Extracted records:
──────────────────────────────
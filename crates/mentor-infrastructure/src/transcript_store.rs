//! File-backed chat transcript persistence.

use async_trait::async_trait;
use mentor_core::chat::{ChatMessage, TranscriptStore};
use mentor_core::{MentorError, Result};

use crate::paths::MentorPaths;
use crate::storage::AtomicJsonFile;

/// Persists the transcript as a JSON array in `transcript.json` under the
/// config directory. Every save writes the full snapshot.
pub struct FileTranscriptStore {
    file: AtomicJsonFile<Vec<ChatMessage>>,
}

impl FileTranscriptStore {
    pub fn new(paths: &MentorPaths) -> Self {
        Self {
            file: AtomicJsonFile::new(paths.transcript_file()),
        }
    }
}

#[async_trait]
impl TranscriptStore for FileTranscriptStore {
    async fn load(&self) -> Result<Option<Vec<ChatMessage>>> {
        let file = self.file.clone();
        let messages = tokio::task::spawn_blocking(move || file.load())
            .await
            .map_err(|e| MentorError::internal(format!("transcript load task failed: {}", e)))??;
        Ok(messages)
    }

    async fn save(&self, messages: &[ChatMessage]) -> Result<()> {
        let file = self.file.clone();
        let snapshot = messages.to_vec();
        tokio::task::spawn_blocking(move || file.save(&snapshot))
            .await
            .map_err(|e| MentorError::internal(format!("transcript save task failed: {}", e)))??;
        Ok(())
    }

    async fn clear(&self) -> Result<()> {
        let file = self.file.clone();
        tokio::task::spawn_blocking(move || file.remove())
            .await
            .map_err(|e| MentorError::internal(format!("transcript clear task failed: {}", e)))??;
        Ok(())
    }
}
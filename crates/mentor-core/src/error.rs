//! Error types for the Mentor client.

use serde::{Deserialize, Serialize};
use thiserror::Error;

/// A single field-level validation issue reported by the backend.
#[derive(Debug, Clone, PartialEq, Eq, Serialize, Deserialize)]
pub struct FieldIssue {
    /// The offending field name (e.g. `username`).
    pub field: String,
    /// Human-readable message for that field.
    pub message: String,
}

impl FieldIssue {
    pub fn new(field: impl Into<String>, message: impl Into<String>) -> Self {
        Self {
            field: field.into(),
            message: message.into(),
        }
    }
}

/// A shared error type for the entire Mentor client.
///
/// This provides typed, structured error variants with automatic conversion
/// from common error types via the `From` trait. The first four variants are
/// the wire-facing taxonomy: bad credentials, field-level signup issues,
/// role-gated actions, and everything else the backend or transport can fail
/// with.
#[derive(Error, Debug, Clone, Serialize, Deserialize)]
pub enum MentorError {
    /// Credentials were rejected by the backend
    #[error("Authentication failed: {0}")]
    Authentication(String),

    /// Field-level validation issues (signup, upload metadata)
    #[error("Validation failed ({} field(s))", .0.len())]
    Validation(Vec<FieldIssue>),

    /// A role-gated action was attempted by the wrong role
    #[error("Not authorized: {0}")]
    Authorization(String),

    /// Generic network or backend failure
    #[error("Request failed: {message}")]
    Request {
        /// HTTP status, when the backend answered at all
        status: Option<u16>,
        message: String,
    },

    /// IO error (file system operations)
    #[error("IO error: {message}")]
    Io { message: String },

    /// Serialization/deserialization error
    #[error("Serialization error: {format} - {message}")]
    Serialization {
        format: String, // "JSON", "TOML", etc.
        message: String,
    },

    /// Storage layer error (persistent session store)
    #[error("Storage error: {0}")]
    Storage(String),

    /// Configuration error
    #[error("Configuration error: {0}")]
    Config(String),

    /// Internal error (should not happen in normal operation)
    #[error("Internal error: {0}")]
    Internal(String),
}

impl MentorError {
    // ============================================================================
    // Constructor helpers
    // ============================================================================

    /// Creates an Authentication error
    pub fn authentication(message: impl Into<String>) -> Self {
        Self::Authentication(message.into())
    }

    /// Creates an Authorization error
    pub fn authorization(message: impl Into<String>) -> Self {
        Self::Authorization(message.into())
    }

    /// Creates a Request error without an HTTP status (transport failure)
    pub fn transport(message: impl Into<String>) -> Self {
        Self::Request {
            status: None,
            message: message.into(),
        }
    }

    /// Creates a Request error carrying the backend status code
    pub fn request(status: u16, message: impl Into<String>) -> Self {
        Self::Request {
            status: Some(status),
            message: message.into(),
        }
    }

    /// Creates an IO error
    pub fn io(message: impl Into<String>) -> Self {
        Self::Io {
            message: message.into(),
        }
    }

    /// Creates a Storage error
    pub fn storage(message: impl Into<String>) -> Self {
        Self::Storage(message.into())
    }

    /// Creates a Config error
    pub fn config(message: impl Into<String>) -> Self {
        Self::Config(message.into())
    }

    /// Creates an Internal error
    pub fn internal(message: impl Into<String>) -> Self {
        Self::Internal(message.into())
    }

    // ============================================================================
    // Type checking methods
    // ============================================================================

    /// Check if this is an Authentication error
    pub fn is_authentication(&self) -> bool {
        matches!(self, Self::Authentication(_))
    }

    /// Check if this is a Validation error
    pub fn is_validation(&self) -> bool {
        matches!(self, Self::Validation(_))
    }

    /// Check if this is an Authorization error
    pub fn is_authorization(&self) -> bool {
        matches!(self, Self::Authorization(_))
    }

    /// Check if this error indicates the bearer token was rejected.
    ///
    /// Returns true for:
    /// - `Authentication` errors
    /// - `Request` errors with a 401 status
    ///
    /// Used by the identity manager to decide whether a failed bootstrap
    /// should clear the stored token.
    pub fn is_unauthorized(&self) -> bool {
        match self {
            Self::Authentication(_) => true,
            Self::Request {
                status: Some(401), ..
            } => true,
            _ => false,
        }
    }

    /// Returns the field-level issues when this is a Validation error.
    pub fn field_issues(&self) -> Option<&[FieldIssue]> {
        match self {
            Self::Validation(issues) => Some(issues),
            _ => None,
        }
    }
}

// ============================================================================
// From implementations for automatic conversion
// ============================================================================

impl From<std::io::Error> for MentorError {
    fn from(err: std::io::Error) -> Self {
        Self::Io {
            message: format!("{} (kind: {:?})", err, err.kind()),
        }
    }
}

impl From<serde_json::Error> for MentorError {
    fn from(err: serde_json::Error) -> Self {
        Self::Serialization {
            format: "JSON".to_string(),
            message: err.to_string(),
        }
    }
}

impl From<toml::de::Error> for MentorError {
    fn from(err: toml::de::Error) -> Self {
        Self::Serialization {
            format: "TOML".to_string(),
            message: err.to_string(),
        }
    }
}

impl From<toml::ser::Error> for MentorError {
    fn from(err: toml::ser::Error) -> Self {
        Self::Serialization {
            format: "TOML".to_string(),
            message: err.to_string(),
        }
    }
}

/// Conversion from anyhow::Error (boundary with the CLI)
impl From<anyhow::Error> for MentorError {
    fn from(err: anyhow::Error) -> Self {
        Self::Internal(err.to_string())
    }
}

/// Conversion from String (for error messages)
impl From<String> for MentorError {
    fn from(err: String) -> Self {
        Self::Internal(err)
    }
}

/// A type alias for `Result<T, MentorError>`.
pub type Result<T> = std::result::Result<T, MentorError>;
//! Admin commands: document upload and broadcast.

use std::path::PathBuf;

use anyhow::{Context, Result, bail};
use colored::Colorize;

use mentor_core::gateway::UploadRequest;
use mentor_core::notification::{AccessScope, TargetLevel};

use crate::app::App;

pub async fn upload(
    app: &App,
    file: PathBuf,
    access: AccessScope,
    notify: Option<String>,
    notify_level: Option<TargetLevel>,
) -> Result<()> {
    if notify.is_none() && notify_level.is_some() {
        bail!("--notify-level requires --notify");
    }

    let file_name = file
        .file_name()
        .and_then(|n| n.to_str())
        .map(str::to_string)
        .with_context(|| format!("invalid file name: {}", file.display()))?;
    let content = tokio::fs::read(&file)
        .await
        .with_context(|| format!("cannot read {}", file.display()))?;

    let request = UploadRequest {
        file_name,
        content,
        access_scope: access,
        notification_message: notify,
        notification_target: notify_level,
    };

    let message = require_admin(app, app.identity.upload_document(&request).await).await?;
    println!("{}", message.bright_green());
    Ok(())
}

pub async fn broadcast(app: &App, message: String, level: TargetLevel) -> Result<()> {
    let detail = require_admin(app, app.identity.broadcast(&message, level).await).await?;
    println!("{}", detail.bright_green());
    Ok(())
}

/// Turns the manager's authorization rejection into a friendly exit.
async fn require_admin<T>(app: &App, result: mentor_core::Result<T>) -> Result<T> {
    match result {
        Ok(value) => Ok(value),
        Err(e) if e.is_authorization() => {
            eprintln!("{}", "This command requires an administrator account.".red());
            if app.identity.identity().await.is_none() {
                eprintln!("{}", "You are not logged in.".bright_black());
            }
            std::process::exit(1);
        }
        Err(e) => Err(e.into()),
    }
}
pub mod atomic_json;

pub use atomic_json::{AtomicJsonError, AtomicJsonFile};
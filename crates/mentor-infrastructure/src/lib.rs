//! File-backed persistence for the FCDS Mentor client.
//!
//! Implements the `TokenStore` and `TranscriptStore` seams from
//! `mentor-core` on top of an atomic JSON file primitive, and owns the
//! client configuration file and path layout.

pub mod config_storage;
pub mod paths;
pub mod storage;
pub mod token_store;
pub mod transcript_store;

pub use config_storage::{ClientConfig, ConfigStorage, SERVER_URL_ENV};
pub use paths::{MentorPaths, PathError};
pub use token_store::FileTokenStore;
pub use transcript_store::FileTranscriptStore;
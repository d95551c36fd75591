//! Identity session manager.
//!
//! Owns the current-user object derived from the bearer token, and wraps the
//! authenticated backend operations (admin upload/broadcast, notifications).
//! Login and logout clear the chat transcript so one identity's conversation
//! never leaks into another's session.

use super::model::{AuthPhase, Identity};
use super::token::TokenStore;
use crate::chat::ChatSession;
use crate::error::{MentorError, Result};
use crate::gateway::{ApiGateway, Credentials, SignupProfile, UploadRequest};
use crate::notification::{Notification, TargetLevel};
use std::sync::Arc;
use tokio::sync::RwLock;

/// Manages the authenticated identity for the current session.
///
/// State machine: `Unauthenticated -> Authenticating -> Authenticated`;
/// `logout` or a failed bootstrap returns to `Unauthenticated`. Admin-gated
/// operations are rejected here before any network traffic; the backend
/// still enforces the role on its side.
pub struct IdentitySession {
    identity: RwLock<Option<Identity>>,
    phase: RwLock<AuthPhase>,
    gateway: Arc<dyn ApiGateway>,
    tokens: Arc<dyn TokenStore>,
    chat: Arc<ChatSession>,
    /// Last fetched notification list; entries are removed optimistically
    /// when marked seen.
    notifications: RwLock<Vec<Notification>>,
}

impl IdentitySession {
    pub fn new(
        gateway: Arc<dyn ApiGateway>,
        tokens: Arc<dyn TokenStore>,
        chat: Arc<ChatSession>,
    ) -> Self {
        Self {
            identity: RwLock::new(None),
            phase: RwLock::new(AuthPhase::Unauthenticated),
            gateway,
            tokens,
            chat,
            notifications: RwLock::new(Vec::new()),
        }
    }

    /// Returns the current identity, if authenticated.
    pub async fn identity(&self) -> Option<Identity> {
        self.identity.read().await.clone()
    }

    /// Returns the current phase of the identity lifecycle.
    pub async fn phase(&self) -> AuthPhase {
        *self.phase.read().await
    }

    /// The notification list as of the last fetch, minus optimistic removals.
    pub async fn cached_notifications(&self) -> Vec<Notification> {
        self.notifications.read().await.clone()
    }

    /// Resolves a previously stored token to an identity on startup.
    ///
    /// Best-effort: a missing token or an unreachable backend leaves the
    /// session unauthenticated without failing startup. A 401-class rejection
    /// means the token is stale and forces a local logout so it is not
    /// retried forever.
    pub async fn bootstrap(&self) -> Result<()> {
        let Some(token) = self.tokens.load().await? else {
            return Ok(());
        };

        self.set_phase(AuthPhase::Authenticating).await;
        match self.gateway.current_identity(&token).await {
            Ok(identity) => {
                tracing::info!(username = %identity.username, "session restored");
                *self.identity.write().await = Some(identity);
                self.set_phase(AuthPhase::Authenticated).await;
                Ok(())
            }
            Err(e) if e.is_unauthorized() => {
                tracing::info!("stored token rejected, clearing session");
                self.logout().await
            }
            Err(e) => {
                // Backend unreachable; keep the token for a later retry.
                tracing::warn!("bootstrap failed, staying unauthenticated: {}", e);
                self.set_phase(AuthPhase::Unauthenticated).await;
                Ok(())
            }
        }
    }

    /// Exchanges credentials for a token and resolves the identity.
    ///
    /// Persists the token and clears the chat transcript before the identity
    /// fetch: a new identity always starts a fresh conversation.
    ///
    /// # Errors
    ///
    /// `MentorError::Authentication` when the backend rejects the
    /// credentials; the caller is responsible for user-facing messaging.
    pub async fn login(&self, credentials: &Credentials) -> Result<()> {
        self.set_phase(AuthPhase::Authenticating).await;

        let token = match self.gateway.login(credentials).await {
            Ok(token) => token,
            Err(e) => {
                self.set_phase(AuthPhase::Unauthenticated).await;
                return Err(e);
            }
        };

        self.tokens.save(&token).await?;
        self.chat.clear().await?;

        match self.gateway.current_identity(&token).await {
            Ok(identity) => {
                tracing::info!(username = %identity.username, "logged in");
                *self.identity.write().await = Some(identity);
                self.set_phase(AuthPhase::Authenticated).await;
                Ok(())
            }
            Err(e) => {
                self.set_phase(AuthPhase::Unauthenticated).await;
                Err(e)
            }
        }
    }

    /// Registers a new student account, then logs in with the same
    /// credentials.
    ///
    /// # Errors
    ///
    /// `MentorError::Validation` with field-level issues when the backend
    /// reports structured validation problems; otherwise the underlying
    /// request error.
    pub async fn signup(&self, profile: &SignupProfile) -> Result<()> {
        self.gateway.register(profile).await?;
        self.login(&Credentials::new(&profile.username, &profile.password))
            .await
    }

    /// Drops the token, transcript, identity, and cached notifications.
    ///
    /// Purely local; there is no server-side revocation call.
    pub async fn logout(&self) -> Result<()> {
        self.tokens.clear().await?;
        self.chat.clear().await?;
        *self.identity.write().await = None;
        self.notifications.write().await.clear();
        self.set_phase(AuthPhase::Unauthenticated).await;
        Ok(())
    }

    /// Uploads a document with its notification/access metadata.
    ///
    /// Administrator-only; returns the backend's human-readable status
    /// message.
    pub async fn upload_document(&self, request: &UploadRequest) -> Result<String> {
        let token = self.require_admin().await?;
        let outcome = self.gateway.upload(request, &token).await?;
        Ok(outcome.message)
    }

    /// Sends a broadcast notification to the given audience.
    ///
    /// Administrator-only; returns the backend's status line.
    pub async fn broadcast(&self, message: &str, target_level: TargetLevel) -> Result<String> {
        let token = self.require_admin().await?;
        self.gateway.broadcast(message, target_level, token.as_str()).await
    }

    /// Fetches notifications for the current user and caches them.
    ///
    /// `include_read = false` fetches unseen ones only.
    pub async fn notifications(&self, include_read: bool) -> Result<Vec<Notification>> {
        let token = self.require_token().await?;
        let list = self.gateway.notifications(include_read, &token).await?;
        *self.notifications.write().await = list.clone();
        Ok(list)
    }

    /// Marks the given notifications as seen.
    ///
    /// On a successful request the ids are removed from the local list
    /// regardless of the (empty) response body - an optimistic update that is
    /// never re-synced from the server.
    pub async fn mark_notifications_seen(&self, ids: &[i64]) -> Result<()> {
        if ids.is_empty() {
            return Ok(());
        }

        let token = self.require_token().await?;
        self.gateway.mark_notifications_seen(ids, &token).await?;

        self.notifications
            .write()
            .await
            .retain(|n| !ids.contains(&n.id));
        Ok(())
    }

    async fn set_phase(&self, phase: AuthPhase) {
        *self.phase.write().await = phase;
    }

    /// Returns the stored token or an Authentication error.
    async fn require_token(&self) -> Result<String> {
        self.tokens
            .load()
            .await?
            .ok_or_else(|| MentorError::authentication("not logged in"))
    }

    /// Rejects non-administrator callers before any network traffic.
    async fn require_admin(&self) -> Result<String> {
        let is_admin = self
            .identity
            .read()
            .await
            .as_ref()
            .is_some_and(Identity::is_admin);

        if !is_admin {
            return Err(MentorError::authorization(
                "administrator role required",
            ));
        }
        self.require_token().await
    }
}
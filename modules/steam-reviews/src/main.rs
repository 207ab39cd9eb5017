use anyhow::Result;
use clap::Parser;
use tracing::info;
use tracing_subscriber::EnvFilter;

use steam_reviews::cli::Cli;
use steam_reviews::output::to_pretty_json;
use steam_reviews::{Config, Crawler};

#[tokio::main]
async fn main() -> Result<()> {
    // Logs go to stderr; stdout is reserved for --no-json output
    tracing_subscriber::fmt()
        .with_env_filter(EnvFilter::from_default_env().add_directive("steam_reviews=info".parse()?))
        .with_writer(std::io::stderr)
        .init();

    let cli = Cli::parse();

    let mut config = Config::from_env();
    if let Some(dir) = &cli.out_dir {
        config.out_dir = dir.clone();
    }
    config.log_redacted();

    let mut crawler = Crawler::from_config(&config)?;
    let output = crawler.crawl(cli.to_request()).await?;

    if cli.no_json {
        println!("{}", to_pretty_json(&output.reviews)?);
    }

    info!(app_id = output.app_id.get(), reviews = output.reviews.len(), "Done");
    Ok(())
}
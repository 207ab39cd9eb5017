//! Store-page metadata lookup.
//!
//! All knowledge of the store page markup lives here: the class names of the
//! title and franchise blocks and the wording of the franchise banner.

use std::sync::{Arc, LazyLock};

use regex::Regex;
use scraper::{Html, Selector};
use tracing::info;

use crate::error::Result;
use crate::traits::StorePageSource;
use crate::types::{AppId, Metadata};

static NAME_SELECTOR: LazyLock<Selector> =
    LazyLock::new(|| Selector::parse("div.apphub_AppName").expect("valid selector"));

static FRANCHISE_SELECTOR: LazyLock<Selector> =
    LazyLock::new(|| Selector::parse("div.franchise_name").expect("valid selector"));

/// "Check out the entire Crusader Kings Official Franchise on Steam"
static FRANCHISE_RE: LazyLock<Regex> =
    LazyLock::new(|| Regex::new(r"[Ee]ntire (.*?) [Ff]ranchise").expect("valid regex"));

/// Holds the metadata for the app currently being crawled.
pub struct MetadataLookup {
    source: Arc<dyn StorePageSource>,
    current: Option<Metadata>,
}

impl MetadataLookup {
    pub fn new(source: Arc<dyn StorePageSource>) -> Self {
        Self {
            source,
            current: None,
        }
    }

    pub fn current(&self) -> Option<&Metadata> {
        self.current.as_ref()
    }

    /// Switch to `app_id`: fetch its store page once and replace both fields.
    ///
    /// On a fetch error the previous metadata is left untouched.
    pub async fn set_identifier(&mut self, app_id: AppId) -> Result<&Metadata> {
        let html = self.source.fetch_store_page(app_id).await?;
        let metadata = extract_metadata(app_id, &html);
        info!(
            app_id = app_id.get(),
            game_name = ?metadata.game_name,
            franchise = ?metadata.franchise,
            "Store page metadata refreshed"
        );
        Ok(self.current.insert(metadata))
    }
}

/// Parse a store page and pull out both metadata fields.
pub fn extract_metadata(app_id: AppId, html: &str) -> Metadata {
    let document = Html::parse_document(html);
    Metadata {
        app_id,
        game_name: extract_name(&document),
        franchise: extract_franchise(&document),
    }
}

/// Text of the first `apphub_AppName` block.
pub fn extract_name(document: &Html) -> Option<String> {
    first_text(document, &NAME_SELECTOR)
}

/// Franchise named by the first `franchise_name` block, if its banner matches.
pub fn extract_franchise(document: &Html) -> Option<String> {
    let text = first_text(document, &FRANCHISE_SELECTOR)?;
    FRANCHISE_RE
        .captures(&text)
        .and_then(|caps| caps.get(1))
        .map(|m| m.as_str().to_string())
}

/// Whitespace-collapsed text of the first element matching `selector`.
fn first_text(document: &Html, selector: &Selector) -> Option<String> {
    let element = document.select(selector).next()?;
    let text: String = element.text().collect();
    Some(text.split_whitespace().collect::<Vec<_>>().join(" "))
}

#[cfg(test)]
mod tests {
    use super::*;
    use crate::testing::MockStorePage;

    fn app(id: i64) -> AppId {
        AppId::new(id).unwrap()
    }

    const HYLICS_PAGE: &str = r#"
        <html><body>
          <div class="apphub_HomeHeaderContent">
            <div class="apphub_AppName" id="appHubAppName">Hylics</div>
          </div>
        </body></html>"#;

    const HIGURASHI_PAGE: &str = r#"
        <html><body>
          <div id="appHubAppName" class="apphub_AppName">Higurashi When They Cry Hou - Ch.1 Onikakushi</div>
          <div class="franchise_notice">
            <div class="franchise_name">
              <a href="https://store.steampowered.com/franchise/WhenTheyCry">Check out the entire
                When They Cry Franchise on Steam</a>
            </div>
          </div>
        </body></html>"#;

    #[test]
    fn name_is_read_from_app_name_block() {
        let meta = extract_metadata(app(397740), HYLICS_PAGE);
        assert_eq!(meta.game_name.as_deref(), Some("Hylics"));
        assert_eq!(meta.franchise, None);
    }

    #[test]
    fn franchise_is_captured_across_nested_markup() {
        let meta = extract_metadata(app(406550), HIGURASHI_PAGE);
        assert_eq!(meta.franchise.as_deref(), Some("When They Cry"));
    }

    #[test]
    fn franchise_banner_with_capitalized_words() {
        let html = r#"<div class="franchise_name">Check out the Entire Crusader Kings Official franchise on Steam</div>"#;
        let meta = extract_metadata(app(1158310), html);
        assert_eq!(meta.franchise.as_deref(), Some("Crusader Kings Official"));
    }

    #[test]
    fn unmatched_franchise_text_is_absent() {
        let html = r#"<div class="franchise_name">Some other banner</div>"#;
        assert_eq!(extract_metadata(app(1), html).franchise, None);
    }

    #[test]
    fn empty_page_yields_no_metadata() {
        let meta = extract_metadata(app(1), "");
        assert_eq!(meta.game_name, None);
        assert_eq!(meta.franchise, None);
    }

    #[test]
    fn only_first_matching_element_counts() {
        let html = r#"
            <div class="apphub_AppName">First</div>
            <div class="apphub_AppName">Second</div>"#;
        assert_eq!(extract_metadata(app(1), html).game_name.as_deref(), Some("First"));
    }

    #[tokio::test]
    async fn set_identifier_replaces_metadata_and_fetches_once() {
        let pages = Arc::new(
            MockStorePage::new()
                .on_app(397740, HYLICS_PAGE)
                .on_app(406550, HIGURASHI_PAGE),
        );
        let mut lookup = MetadataLookup::new(pages.clone());
        assert!(lookup.current().is_none());

        lookup.set_identifier(app(397740)).await.unwrap();
        assert_eq!(lookup.current().unwrap().game_name.as_deref(), Some("Hylics"));

        let meta = lookup.set_identifier(app(406550)).await.unwrap();
        assert_eq!(meta.app_id, app(406550));
        assert_eq!(meta.franchise.as_deref(), Some("When They Cry"));
        assert_eq!(pages.fetch_count(app(397740)), 1);
        assert_eq!(pages.fetch_count(app(406550)), 1);
    }

    #[tokio::test]
    async fn failed_fetch_keeps_previous_metadata() {
        let pages = Arc::new(MockStorePage::new().on_app(397740, HYLICS_PAGE));
        let mut lookup = MetadataLookup::new(pages);
        lookup.set_identifier(app(397740)).await.unwrap();

        assert!(lookup.set_identifier(app(5)).await.is_err());
        assert_eq!(lookup.current().unwrap().app_id, app(397740));
    }
}
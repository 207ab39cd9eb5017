use chrono::{DateTime, Utc};
use serde::Deserialize;
use serde_json::{Map, Value};
use steam_client::RawReview;
use uuid::Uuid;

use crate::error::{CrawlError, Result};
use crate::types::{Metadata, NormalizedReview};

/// Namespace for name-based author ids. Changing it re-keys every author.
pub const AUTHOR_NAMESPACE: Uuid = Uuid::from_u128(0x2E3E41A4_5BF3_F2F0_09D7_3F28E04DA548);

/// Source tag stamped on every review from the Steam review API.
pub const STEAM_SOURCE: &str = "steam";

/// Maps raw API reviews onto [`NormalizedReview`]. Pure: no I/O.
#[derive(Debug, Clone, Copy, PartialEq, Eq)]
pub struct ReviewNormalizer {
    namespace: Uuid,
    source: &'static str,
}

impl ReviewNormalizer {
    pub fn new(namespace: Uuid, source: &'static str) -> Self {
        Self { namespace, source }
    }

    pub fn steam() -> Self {
        Self::new(AUTHOR_NAMESPACE, STEAM_SOURCE)
    }

    pub fn normalize(&self, raw: &Value, metadata: &Metadata) -> Result<NormalizedReview> {
        let review = RawReview::deserialize(raw)
            .map_err(|e| CrawlError::MalformedReview(e.to_string()))?;
        let author = raw
            .get("author")
            .ok_or_else(|| CrawlError::MalformedReview("missing field `author`".to_string()))?;
        let created = DateTime::<Utc>::from_timestamp(review.timestamp_created, 0).ok_or_else(|| {
            CrawlError::MalformedReview(format!(
                "timestamp_created {} is out of range",
                review.timestamp_created
            ))
        })?;

        Ok(NormalizedReview {
            id: crc32fast::hash(canonical_json(raw).as_bytes()),
            author: Uuid::new_v3(&self.namespace, canonical_json(author).as_bytes()),
            date: created.date_naive(),
            hours: review.author.playtime_forever / 60,
            content: review.review,
            comments: review.comment_count,
            source: self.source.to_string(),
            helpful: review.votes_up,
            funny: review.votes_funny,
            recommended: review.voted_up,
            franchise: metadata.franchise.clone(),
            game_name: metadata.game_name.clone(),
        })
    }
}

impl Default for ReviewNormalizer {
    fn default() -> Self {
        Self::steam()
    }
}

/// Compact JSON with object keys sorted at every level.
///
/// Review ids and author ids are derived from this form, so they do not depend
/// on the field order the API happened to send. The explicit sort keeps that
/// true if serde_json's `preserve_order` feature gets enabled somewhere in the
/// dependency graph.
pub fn canonical_json(value: &Value) -> String {
    canonicalize(value).to_string()
}

fn canonicalize(value: &Value) -> Value {
    match value {
        Value::Object(map) => {
            let mut keys: Vec<&String> = map.keys().collect();
            keys.sort();
            let mut sorted = Map::with_capacity(map.len());
            for key in keys {
                sorted.insert(key.clone(), canonicalize(&map[key]));
            }
            Value::Object(sorted)
        }
        Value::Array(items) => Value::Array(items.iter().map(canonicalize).collect()),
        other => other.clone(),
    }
}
──────────────────────────────
WHAT TO DO:
Word for word, set down the lines from the beginning of the records through the line that holds "Persists the transcript". Leave out the rest.

RESULT FOR THIS EXERCISE:
filename crates/mentor-infrastructure/src/transcript_store.rs
//! File-backed chat transcript persistence.

use async_trait::async_trait;
use mentor_core::chat::{ChatMessage, TranscriptStore};
use mentor_core::{MentorError, Result};

use crate::paths::MentorPaths;
use crate::storage::AtomicJsonFile;

/// Persists the transcript as a JSON array in `transcript.json` under the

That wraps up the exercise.